The records sit below this line. Repeat all of them exactly.

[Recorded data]
◆ ◆ ◆ ◆ ◆

//! Wallet client error taxonomy.
//!
//! A definitive ledger rejection (a `tec`/`tem`/... result code) is NOT an
//! error here: it is a normal outcome carried by `SubmitOutcome` and
//! recorded in the history ledger. These variants cover everything that
//! prevents an operation from reaching, or completing, submission.

use mptw_types::Amount;
use thiserror::Error;

#[derive(Debug, Error)]
pub enum ClientError {
    #[error("connection error: {0}")]
    Connection(String),

    #[error("not ready: {0}")]
    NotReady(&'static str),

    #[error("autofill failed: {0}")]
    Autofill(String),

    #[error("transaction build error: {0}")]
    Build(String),

    #[error("signing failed: {0}")]
    Signing(String),

    #[error("submission failed: {0}")]
    Submission(String),

    #[error("funding source has insufficient balance: need {needed}, have {available}")]
    InsufficientFunding { needed: Amount, available: Amount },

    #[error("unknown capability flag: {0:?}")]
    UnknownFlag(String),

    #[error("key error: {0}")]
    Key(String),

    #[error("invalid address: {0}")]
    InvalidAddress(String),

    #[error("invalid amount: {0}")]
    Amount(#[from] mptw_types::AmountError),

    #[error("node error: {0}")]
    Node(String),

    #[error("history export failed: {0}")]
    Export(#[from] std::io::Error),

    #[error("config error: {0}")]
    Config(String),
}
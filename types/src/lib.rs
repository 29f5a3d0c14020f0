//! Fundamental types for the MPT wallet.
//!
//! This crate defines the core types shared across the workspace:
//! account addresses, key material, transaction hashes, amounts and
//! timestamps. It owns no I/O and no crypto beyond what the types
//! themselves require.

pub mod address;
pub mod amount;
pub mod hash;
pub mod keys;
pub mod time;

pub use address::Address;
pub use amount::{Amount, AmountError};
pub use hash::TxHash;
pub use keys::{KeyPair, PrivateKey, PublicKey, Signature};
pub use time::{unix_millis, Timestamp};
//! Transaction hash type.

use serde::{Deserialize, Serialize};
use std::fmt;

/// A 32-byte transaction hash.
#[derive(Clone, Copy, PartialEq, Eq, Hash, Serialize, Deserialize)]
pub struct TxHash([u8; 32]);

impl TxHash {
    pub const ZERO: Self = Self([0u8; 32]);

    pub fn new(bytes: [u8; 32]) -> Self {
        Self(bytes)
    }

    pub fn as_bytes(&self) -> &[u8; 32] {
        &self.0
    }

    pub fn is_zero(&self) -> bool {
        self.0 == [0u8; 32]
    }

    /// Parse a 64-character lowercase hex string.
    pub fn from_hex(s: &str) -> Option<Self> {
        if s.len() != 64 {
            return None;
        }
        let mut bytes = [0u8; 32];
        for (i, byte) in bytes.iter_mut().enumerate() {
            *byte = u8::from_str_radix(&s[i * 2..i * 2 + 2], 16).ok()?;
        }
        Some(Self(bytes))
    }
}

impl fmt::Debug for TxHash {
    fn fmt(&self, f: &mut fmt::Formatter<'_>) -> fmt::Result {
        write!(f, "TxHash({})", hex::encode(&self.0[..4]))
    }
}

impl fmt::Display for TxHash {
    fn fmt(&self, f: &mut fmt::Formatter<'_>) -> fmt::Result {
        write!(f, "{}", hex::encode(&self.0))
    }
}

// Inline hex encoding to avoid adding the `hex` crate as a dependency of types.
mod hex {
    pub fn encode(bytes: &[u8]) -> String {
        bytes.iter().map(|b| format!("{:02x}", b)).collect()
    }
}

◆ ◆ ◆ ◆ ◆

▶ [Output of the exercise]
//! Wallet client error taxonomy.
//!
//! A definitive ledger rejection (a `tec`/`tem`/... result code) is NOT an
//! error here: it is a normal outcome carried by `SubmitOutcome` and
//! recorded in the history ledger. These variants cover everything that
//! prevents an operation from reaching, or completing, submission.

use mptw_types::Amount;
use thiserror::Error;

#[derive(Debug, Error)]
pub enum ClientError {
    #[error("connection error: {0}")]
    Connection(String),

    #[error("not ready: {0}")]
    NotReady(&'static str),

    #[error("autofill failed: {0}")]
    Autofill(String),

    #[error("transaction build error: {0}")]
    Build(String),

    #[error("signing failed: {0}")]
    Signing(String),

    #[error("submission failed: {0}")]
    Submission(String),

    #[error("funding source has insufficient balance: need {needed}, have {available}")]
    InsufficientFunding { needed: Amount, available: Amount },

    #[error("unknown capability flag: {0:?}")]
    UnknownFlag(String),

    #[error("key error: {0}")]
    Key(String),

    #[error("invalid address: {0}")]
    InvalidAddress(String),

    #[error("invalid amount: {0}")]
    Amount(#[from] mptw_types::AmountError),

    #[error("node error: {0}")]
    Node(String),

    #[error("history export failed: {0}")]
    Export(#[from] std::io::Error),

    #[error("config error: {0}")]
    Config(String),
}
filename types/src/lib.rs
repository 29f5a3d0c14020f0
//! Fundamental types for the MPT wallet.
//!
//! This crate defines the core types shared across the workspace:
//! account addresses, key material, transaction hashes, amounts and
//! timestamps. It owns no I/O and no crypto beyond what the types
//! themselves require.

pub mod address;
pub mod amount;
pub mod hash;
pub mod keys;
pub mod time;

pub use address::Address;
pub use amount::{Amount, AmountError};
pub use hash::TxHash;
pub use keys::{KeyPair, PrivateKey, PublicKey, Signature};
pub use time::{unix_millis, Timestamp};
//! Transaction hash type.

use serde::{Deserialize, Serialize};
use std::fmt;

/// A 32-byte transaction hash.
#[derive(Clone, Copy, PartialEq, Eq, Hash, Serialize, Deserialize)]
pub struct TxHash([u8; 32]);

impl TxHash {
    pub const ZERO: Self = Self([0u8; 32]);

    pub fn new(bytes: [u8; 32]) -> Self {
        Self(bytes)
    }

    pub fn as_bytes(&self) -> &[u8; 32] {
        &self.0
    }

    pub fn is_zero(&self) -> bool {
        self.0 == [0u8; 32]
    }

    /// Parse a 64-character lowercase hex string.
    pub fn from_hex(s: &str) -> Option<Self> {
        if s.len() != 64 {
            return None;
        }
        let mut bytes = [0u8; 32];
        for (i, byte) in bytes.iter_mut().enumerate() {
            *byte = u8::from_str_radix(&s[i * 2..i * 2 + 2], 16).ok()?;
        }
        Some(Self(bytes))
    }
}

impl fmt::Debug for TxHash {
    fn fmt(&self, f: &mut fmt::Formatter<'_>) -> fmt::Result {
        write!(f, "TxHash({})", hex::encode(&self.0[..4]))
    }
}

impl fmt::Display for TxHash {
    fn fmt(&self, f: &mut fmt::Formatter<'_>) -> fmt::Result {
        write!(f, "{}", hex::encode(&self.0))
    }
}

// Inline hex encoding to avoid adding the `hex` crate as a dependency of types.
mod hex {
    pub fn encode(bytes: &[u8]) -> String {
        bytes.iter().map(|b| format!("{:02x}", b)).collect()
    }
}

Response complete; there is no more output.